----- DATA SUPPLIED -----
//! Metric helpers for `wirelane`.
//!
//! This module defines metric names and simple helper functions wrapping the
//! [`metrics`](https://docs.rs/metrics) crate. With the `metrics` feature
//! disabled every helper compiles to a no-op.

#[cfg(feature = "metrics")]
use metrics::{counter, gauge};

/// Name of the gauge tracking open connections.
pub const CONNECTIONS_ACTIVE: &str = "wirelane_connections_active";
/// Name of the counter tracking processed packets.
pub const PACKETS_TOTAL: &str = "wirelane_packets_total";
/// Name of the counter tracking error occurrences.
pub const ERRORS_TOTAL: &str = "wirelane_errors_total";
/// Name of the counter tracking panics caught at a lane boundary.
pub const LANE_PANICS_TOTAL: &str = "wirelane_lane_panics_total";

/// Direction of packet processing.
#[derive(Clone, Copy, Debug)]
pub enum Direction {
    /// Packets decoded from a peer.
    Inbound,
    /// Packets written to a peer.
    Outbound,
}

impl Direction {
    #[cfg_attr(not(feature = "metrics"), allow(dead_code))]
    fn as_str(self) -> &'static str {
        match self {
            Direction::Inbound => "inbound",
            Direction::Outbound => "outbound",
        }
    }
}

/// Increment the active connections gauge.
pub fn inc_connections() {
    #[cfg(feature = "metrics")]
    gauge!(CONNECTIONS_ACTIVE).increment(1.0);
}

/// Decrement the active connections gauge.
pub fn dec_connections() {
    #[cfg(feature = "metrics")]
    gauge!(CONNECTIONS_ACTIVE).decrement(1.0);
}

/// Record a processed packet for the given direction.
pub fn inc_packets(direction: Direction) {
    #[cfg(feature = "metrics")]
    counter!(PACKETS_TOTAL, "direction" => direction.as_str()).increment(1);
    #[cfg(not(feature = "metrics"))]
    let _ = direction;
}

/// Record an error occurrence.
pub fn inc_errors() {
    #[cfg(feature = "metrics")]
    counter!(ERRORS_TOTAL).increment(1);
}

/// Record a panic caught while draining a lane.
pub fn inc_lane_panics() {
    #[cfg(feature = "metrics")]
    counter!(LANE_PANICS_TOTAL).increment(1);
}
-----
## BRIEF
Reproduce every entry above. Make each line identical to the original.

## SOLVED EXERCISE
//! Metric helpers for `wirelane`.
//!
//! This module defines metric names and simple helper functions wrapping the
//! [`metrics`](https://docs.rs/metrics) crate. With the `metrics` feature
//! disabled every helper compiles to a no-op.

#[cfg(feature = "metrics")]
use metrics::{counter, gauge};

/// Name of the gauge tracking open connections.
pub const CONNECTIONS_ACTIVE: &str = "wirelane_connections_active";
/// Name of the counter tracking processed packets.
pub const PACKETS_TOTAL: &str = "wirelane_packets_total";
/// Name of the counter tracking error occurrences.
pub const ERRORS_TOTAL: &str = "wirelane_errors_total";
/// Name of the counter tracking panics caught at a lane boundary.
pub const LANE_PANICS_TOTAL: &str = "wirelane_lane_panics_total";

/// Direction of packet processing.
#[derive(Clone, Copy, Debug)]
pub enum Direction {
    /// Packets decoded from a peer.
    Inbound,
    /// Packets written to a peer.
    Outbound,
}

impl Direction {
    #[cfg_attr(not(feature = "metrics"), allow(dead_code))]
    fn as_str(self) -> &'static str {
        match self {
            Direction::Inbound => "inbound",
            Direction::Outbound => "outbound",
        }
    }
}

/// Increment the active connections gauge.
pub fn inc_connections() {
    #[cfg(feature = "metrics")]
    gauge!(CONNECTIONS_ACTIVE).increment(1.0);
}

/// Decrement the active connections gauge.
pub fn dec_connections() {
    #[cfg(feature = "metrics")]
    gauge!(CONNECTIONS_ACTIVE).decrement(1.0);
}

/// Record a processed packet for the given direction.
pub fn inc_packets(direction: Direction) {
    #[cfg(feature = "metrics")]
    counter!(PACKETS_TOTAL, "direction" => direction.as_str()).increment(1);
    #[cfg(not(feature = "metrics"))]
    let _ = direction;
}

/// Record an error occurrence.
pub fn inc_errors() {
    #[cfg(feature = "metrics")]
    counter!(ERRORS_TOTAL).increment(1);
}

/// Record a panic caught while draining a lane.
pub fn inc_lane_panics() {
    #[cfg(feature = "metrics")]
    counter!(LANE_PANICS_TOTAL).increment(1);
}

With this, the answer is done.